Because communication can be abused by senders, it is not inherently stable. One way of stabilizing communication is for senders to commit to their messages. If a sender is committed to a message, she is willing to incur a cost (direct or reputational) if the message is found to be unreliable. This cost provides a reason for receivers to accept messages to which senders are committed. We suggest that expressions of confidence can be used as commitment signals: messages expressed more confidently commit their senders more. On this basis, we make three predictions: that confidently expressed messages are more persuasive (H1', already well established), that senders whose messages were accepted due to the senders' confidence but were then found to be unreliable should incur costs (H2'), and that if a message is accepted for reasons other than confidence, when it is found to be unreliable the sender should incur lower reputational costs than if the message had been accepted on the basis of the sender's confidence (H3').
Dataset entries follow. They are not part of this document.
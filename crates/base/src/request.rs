//! Dock requests and their lifecycle.
//!
//! `Pending -> Assigned -> {Retired | Expired}`. At most one live request per
//! agent: a fresh request replaces (retires) the previous one. Retired and
//! expired entries are removed by [`RequestQueue::purge`] at the end of each
//! sweep and never come back.

use serde::{Deserialize, Serialize};
use tracing::{debug, info};

/// Lifecycle state of a request.
#[derive(Debug, Clone, PartialEq, Eq, Serialize, Deserialize)]
#[serde(tag = "state", rename_all = "snake_case")]
pub enum RequestState {
    /// Waiting for the assignment engine
    Pending,
    /// A dock command was sent; the grace timer runs from `assigned_at_ms`
    Assigned {
        /// Bay committed to this request
        bay: String,
        /// When the assignment was committed
        assigned_at_ms: u64,
    },
    /// Completed or superseded
    Retired,
    /// Grace elapsed without the agent docking
    Expired,
}

/// One agent's outstanding intent to dock.
#[derive(Debug, Clone, PartialEq, Eq, Serialize, Deserialize)]
pub struct DockRequest {
    /// Requesting agent
    pub agent: String,
    /// When the request was enqueued
    pub created_at_ms: u64,
    /// Lifecycle state
    pub state: RequestState,
}

impl DockRequest {
    /// Fresh pending request.
    pub fn new(agent: &str, now_ms: u64) -> Self {
        Self {
            agent: agent.to_string(),
            created_at_ms: now_ms,
            state: RequestState::Pending,
        }
    }

    pub fn is_pending(&self) -> bool {
        matches!(self.state, RequestState::Pending)
    }

    /// Bay this request holds, when assigned.
    pub fn assigned_bay(&self) -> Option<&str> {
        match &self.state {
            RequestState::Assigned { bay, .. } => Some(bay),
            _ => None,
        }
    }

    /// True once retired or expired.
    pub fn is_finished(&self) -> bool {
        matches!(self.state, RequestState::Retired | RequestState::Expired)
    }

    /// True when assigned longer than `grace_ms` ago.
    pub fn grace_elapsed(&self, now_ms: u64, grace_ms: u64) -> bool {
        match self.state {
            RequestState::Assigned { assigned_at_ms, .. } => {
                now_ms.saturating_sub(assigned_at_ms) > grace_ms
            }
            _ => false,
        }
    }

    /// Milliseconds since the request was enqueued.
    pub fn age_ms(&self, now_ms: u64) -> u64 {
        now_ms.saturating_sub(self.created_at_ms)
    }
}

/// What a submit did to the queue.
#[derive(Debug, Clone, PartialEq, Eq)]
pub enum SubmitOutcome {
    /// First live request for this agent
    Created,
    /// Replaced an earlier live request
    Replaced {
        /// State of the request that was superseded
        previous: RequestState,
    },
}

/// Insertion-ordered request queue.
#[derive(Debug, Clone, Default, PartialEq, Eq)]
pub struct RequestQueue {
    requests: Vec<DockRequest>,
}

impl RequestQueue {
    pub fn new() -> Self {
        Self::default()
    }

    /// Rebuild from persisted requests, in order.
    pub fn from_requests(requests: Vec<DockRequest>) -> Self {
        Self { requests }
    }

    /// Enqueue a pending request for `agent`, superseding any live one. The
    /// new request joins the back of the queue.
    pub fn submit(&mut self, agent: &str, now_ms: u64) -> SubmitOutcome {
        let previous = self
            .requests
            .iter()
            .position(|r| r.agent == agent && !r.is_finished())
            .map(|index| self.requests.remove(index));
        self.requests.push(DockRequest::new(agent, now_ms));

        match previous {
            Some(old) => {
                debug!(agent = %agent, previous = ?old.state, "Dock request replaced");
                SubmitOutcome::Replaced {
                    previous: old.state,
                }
            }
            None => {
                info!(agent = %agent, "Dock request queued");
                SubmitOutcome::Created
            }
        }
    }

    /// `Pending -> Assigned`. Returns false when `agent` has no pending request.
    pub fn assign(&mut self, agent: &str, bay: &str, now_ms: u64) -> bool {
        match self
            .requests
            .iter_mut()
            .find(|r| r.agent == agent && r.is_pending())
        {
            Some(request) => {
                request.state = RequestState::Assigned {
                    bay: bay.to_string(),
                    assigned_at_ms: now_ms,
                };
                true
            }
            None => false,
        }
    }

    /// Move a live request to `Retired`.
    pub fn retire(&mut self, agent: &str) -> bool {
        self.transition(agent, RequestState::Retired)
    }

    /// Move a live request to `Expired`.
    pub fn expire(&mut self, agent: &str) -> bool {
        self.transition(agent, RequestState::Expired)
    }

    fn transition(&mut self, agent: &str, next: RequestState) -> bool {
        match self
            .requests
            .iter_mut()
            .find(|r| r.agent == agent && !r.is_finished())
        {
            Some(request) => {
                debug!(agent = %agent, from = ?request.state, to = ?next, "Dock request transition");
                request.state = next;
                true
            }
            None => false,
        }
    }

    /// Remove retired and expired requests, returning them.
    pub fn purge(&mut self) -> Vec<DockRequest> {
        let (finished, live): (Vec<_>, Vec<_>) =
            std::mem::take(&mut self.requests)
                .into_iter()
                .partition(DockRequest::is_finished);
        self.requests = live;
        finished
    }

    /// Live request for `agent`.
    pub fn get(&self, agent: &str) -> Option<&DockRequest> {
        self.requests
            .iter()
            .find(|r| r.agent == agent && !r.is_finished())
    }

    /// Pending requests in queue order.
    pub fn pending(&self) -> impl Iterator<Item = &DockRequest> + Clone {
        self.requests.iter().filter(|r| r.is_pending())
    }

    /// Assigned requests in queue order.
    pub fn assigned(&self) -> impl Iterator<Item = &DockRequest> + Clone {
        self.requests.iter().filter(|r| r.assigned_bay().is_some())
    }

    /// Every request in queue order.
    pub fn iter(&self) -> impl Iterator<Item = &DockRequest> {
        self.requests.iter()
    }

    pub fn len(&self) -> usize {
        self.requests.len()
    }

    pub fn is_empty(&self) -> bool {
        self.requests.is_empty()
    }
}

#[cfg(test)]
mod tests {
    use super::*;

    #[test]
    fn test_submit_replaces_existing_request() {
        let mut queue = RequestQueue::new();
        assert_eq!(queue.submit("A", 0), SubmitOutcome::Created);
        assert_eq!(queue.submit("B", 1), SubmitOutcome::Created);
        assert!(queue.assign("A", "Bay 1", 2));

        let outcome = queue.submit("A", 3);
        assert_eq!(
            outcome,
            SubmitOutcome::Replaced {
                previous: RequestState::Assigned {
                    bay: "Bay 1".to_string(),
                    assigned_at_ms: 2
                }
            }
        );
        assert_eq!(queue.len(), 2);
        let order: Vec<_> = queue.iter().map(|r| r.agent.as_str()).collect();
        assert_eq!(order, vec!["B", "A"]);
        assert!(queue.get("A").unwrap().is_pending());
    }

    #[test]
    fn test_assign_only_pending() {
        let mut queue = RequestQueue::new();
        queue.submit("A", 0);
        assert!(queue.assign("A", "Bay 1", 5));
        assert!(!queue.assign("A", "Bay 2", 6));
        assert_eq!(queue.get("A").unwrap().assigned_bay(), Some("Bay 1"));
        assert!(!queue.assign("nobody", "Bay 1", 6));
    }

    #[test]
    fn test_grace_elapsed_only_when_assigned() {
        let mut queue = RequestQueue::new();
        queue.submit("A", 0);
        assert!(!queue.get("A").unwrap().grace_elapsed(1_000_000, 10));

        queue.assign("A", "Bay 1", 100);
        let request = queue.get("A").unwrap();
        assert!(!request.grace_elapsed(110, 10));
        assert!(request.grace_elapsed(111, 10));
    }

    #[test]
    fn test_purge_removes_finished_for_good() {
        let mut queue = RequestQueue::new();
        queue.submit("A", 0);
        queue.submit("B", 0);
        queue.assign("A", "Bay 1", 1);
        assert!(queue.expire("A"));
        assert!(queue.retire("B"));

        let purged = queue.purge();
        assert_eq!(purged.len(), 2);
        assert!(queue.is_empty());
        assert!(!queue.expire("A"));
        assert!(queue.get("A").is_none());
    }

    #[test]
    fn test_serde_state_tagging() {
        let request = DockRequest {
            agent: "A".to_string(),
            created_at_ms: 7,
            state: RequestState::Assigned {
                bay: "Bay 1".to_string(),
                assigned_at_ms: 9,
            },
        };
        let json = serde_json::to_string(&request).unwrap();
        assert!(json.contains(r#""state":{"state":"assigned""#));
        let decoded: DockRequest = serde_json::from_str(&json).unwrap();
        assert_eq!(decoded, request);
    }
}
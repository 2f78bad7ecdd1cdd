//! Error types for the approach controller and ship agent.

use baymaster_core::SnapshotError;
use baymaster_protocol::WireError;
use thiserror::Error;

/// Approach setup and persistence errors
#[derive(Debug, Error)]
pub enum ApproachError {
    /// Dock or undock command carried no waypoints
    #[error("Approach path is empty")]
    EmptyPath,

    /// Waypoint or orientation component is NaN or infinite
    #[error("Approach data contains a non-finite value: {0}")]
    NonFinite(&'static str),

    /// Target forward or up has zero length
    #[error("Target orientation is degenerate")]
    DegenerateOrientation,

    /// Snapshot encode/decode/storage failure
    #[error("Snapshot error: {0}")]
    Snapshot(#[from] SnapshotError),

    /// Vector field in a snapshot could not be decoded
    #[error("Wire error: {0}")]
    Wire(#[from] WireError),
}

/// Result type for approach operations
pub type ApproachResult<T> = Result<T, ApproachError>;
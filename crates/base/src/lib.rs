//! Baymaster Base - exchange bay allocation for one installation
//!
//! The base owns a fixed set of exchange bays and hands them out to ships
//! over a lossy broadcast channel. Every protocol step is self-healing:
//! duplicate requests replace each other, status reports overwrite, and
//! every assignment carries an expiry so a lost message degrades to "the
//! request becomes eligible again" instead of a stuck bay.
//!
//! # Components
//!
//! - **Hardware**: capability traits for connectors and orientation sensors,
//!   plus the discovery interface that supplies them at startup
//! - **Bays**: occupancy derived from connector telemetry, soft reservations
//!   with a timeout, approach/departure waypoint paths
//! - **Requests**: `Pending -> Assigned -> {Retired | Expired}` queue with
//!   last-request-wins per agent
//! - **Registry**: last-known status per ship with staleness eviction
//! - **Assignment**: greedy nearest-pair selection, one commit per cycle
//! - **Coordinator**: the control cycle tying the above together and pushing
//!   one snapshot per cycle
//!
//! # Example Usage
//!
//! ```rust
//! use std::sync::Arc;
//! use baymaster_base::{BaseCoordinator, StaticInventory};
//! use baymaster_core::{Config, ManualClock, MemorySnapshotStore, Vec3};
//! use baymaster_protocol::{Mailbox, Message, ShipStatus};
//!
//! let mut inventory = StaticInventory::new();
//! inventory.add_bay("Bay 1", Vec3::ZERO, Vec3::UNIT_Z, Vec3::UNIT_Y);
//!
//! let mut base = BaseCoordinator::new(
//!     &Config::default_config(),
//!     Arc::new(ManualClock::new(0)),
//!     Mailbox::new(),
//!     &inventory,
//!     Box::new(MemorySnapshotStore::new()),
//! );
//!
//! let position = Vec3::new(100.0, 0.0, 0.0);
//! base.transport_mut().push_inbound(
//!     Message::RequestDock { from: "Miner-7".to_string(), position }.encode(),
//! );
//! base.transport_mut().push_inbound(
//!     Message::ResponseStatus {
//!         from: "Miner-7".to_string(),
//!         status: ShipStatus::WaitingForBay,
//!         position,
//!         message: String::new(),
//!     }
//!     .encode(),
//! );
//!
//! let report = base.tick();
//! assert_eq!(report.assignment.unwrap().bay, "Bay 1");
//! ```

pub mod assignment;
pub mod bay;
pub mod coordinator;
pub mod error;
pub mod hardware;
pub mod registry;
pub mod request;
pub mod snapshot;

pub use assignment::{candidate_pairs, select_assignment, Assignment, AssignmentStrategy, BayCandidate, ShipExchangePair};
pub use bay::{ApproachPath, BayState, ExchangeBay, OccupancyUpdate, ReservationOutcome, UNKNOWN_OCCUPANT};
pub use coordinator::{BaseCoordinator, BaseStatus, CycleReport};
pub use error::{BaseError, BaseResult, BayError};
pub use hardware::{
    BayInventory, BayParts, Connector, ConnectorStatus, OrientationSensor, StaticConnector, StaticInventory,
    StaticSensor,
};
pub use registry::{Ship, ShipRegistry};
pub use request::{DockRequest, RequestQueue, RequestState, SubmitOutcome};
pub use snapshot::{BaseSnapshot, BASE_SNAPSHOT_VERSION};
A review of the literature revealed broadly supportive but still ambiguous evidence for H2' and no tests of H3'. In experiments 1, 2, and 3 (testing H2') participants received the same advice from two senders, one being confident and the other unconfident. Participants were more likely to follow the advice of the confident sender, but once the advice was revealed to have been misguided, participants adjusted their trust so that they trusted the initially unconfident sender more than the confident sender. In experiments 3 and 4 (testing H3') participants chose between either two senders differing in confidence or two senders differing in competence. Participants followed the advice of the confident sender and of the competent sender. When it was revealed that the advice was misguided, the confident sender suffered from a larger drop in trust than the competent sender. These results are relevant for communicative theories of overconfidence.